Baby is hanging on, but she won’t be for long.  The doctor arrives and the charge nurse tells him about the birth quietly.  I watch your daughter, just as awed as you are, as her tiny hand finds yours and grasps one of your fingers with five of hers.  The charge nurse steps in several times to listen for her fading heartbeat.  Finally, six minutes later, she tells us the inevitable: baby is gone.

Those bitter tears are back as we quietly go about our duties, ensuring you’re recovering as well as possible from the birth.  Your boyfriend, who has been distant, comes near for a look at baby, and together, you begin to marvel at her perfect little body, her unopened eyes, her tiny lips and nose and fingers.  Will we ever know her eye color, you ask?  No, I reply, her little eyes are still fused shut.  But chances are, she could hear your voice and she could feel your touch for the six minutes she spent with you on earth.

About an hour and a half later, I take baby and make footprints, handprints, foot impressions, and fill out keepsake a birth certificate and crib card.  A tiny knit hat and cloth diaper are hers to wear and keep.  I bundle her up and bring her back to you.  You take her as warmly and gladly as any mother accepting her child, and for the rest of the night, she, as in the first 18 weeks of her life, will have no other cradle.

It’s morning and I have to go.  I know how hard the next year will be, and when I stop in to say goodbye, we talk about it.  While it will be a long road ahead, in talking with you, I sense that you are well-equipped to navigate the process of mourning and loss.  I encourage you to let yourself grieve, be aware of the anger that will occasionally engulf you, and be ready for the mood swings that will come out of nowhere over the next 12 months.  It will get better, I promise, and though it will be difficult, you and you alone will remember the best parts of this child: her life within you, her kicks, her movement, the changes of your pregnancy.  She is uniquely yours to love and to remember, and no one can take that from you.

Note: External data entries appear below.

//! Command type definitions shared between main.rs and the command modules.

use clap::Subcommand;

#[derive(Subcommand, Debug, Clone)]
pub enum ModelsCommand {
    /// List catalog models
    List {
        /// Only zero-cost models
        #[arg(long)]
        free: bool,

        /// Minimum context window in tokens
        #[arg(long, value_name = "TOKENS")]
        min_context: Option<u32>,

        /// Output as JSON
        #[arg(long)]
        json: bool,
    },

    /// Show candidates in the order a task would try them
    Rank {
        /// Selection strategy (quality, speed, cost, balanced)
        #[arg(short, long)]
        strategy: Option<String>,

        /// Output as JSON
        #[arg(long)]
        json: bool,
    },
}

#[derive(Subcommand, Debug, Clone)]
pub enum TaskCommand {
    /// Submit a prompt and run it to completion
    Run {
        /// Prompt text
        prompt: String,

        /// Selection strategy (quality, speed, cost, balanced)
        #[arg(short, long)]
        strategy: Option<String>,

        /// Output the finished task as JSON
        #[arg(long)]
        json: bool,
    },

    /// Show a stored task
    Show {
        /// Task id
        id: String,

        /// Output as JSON
        #[arg(long)]
        json: bool,
    },

    /// List stored tasks, newest first
    List {
        /// Output as JSON
        #[arg(long)]
        json: bool,
    },

    /// Cancel a task that has not finished
    Cancel {
        /// Task id
        id: String,
    },
}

After we have parted, I think about the night we spent together and everything I had told you.  I know so much–more than I wish I did.  And yet, there is one very simple question that even I cannot answer.



2 thoughts on “Six Minutes

  1. I am a new grad PP RN with aspirations toward L&D. I delivered my first pregnancy, twins, at 23 weeks, and had PTL with both subsequent pregnancies at 28 weeks, all three with the heinous mag sulfate. I can’t thank you enough for being there for “them” (though I know it’s more than one patient). It shaped my entire life and I’d never have thought of being an L&D nurse before that experience. (((hugs)))


    1. Thank you for your comment and for sharing a bit of your experience. There are times when having personal experience with loss and/or some of the complications that can accompany pregnancy can make it hard to work in the field and with women who are experiencing the same things. However, I’ve always found that in the long run, while those shifts are far from easy, my own experience has enabled me to better relate and provide an almost intuitive care for the women and families I guide through those times of loss, grief, and anxiety. All the best as you continue in PP and work toward L&D! You sound like you’ll make an awesome nurse, wherever you end up!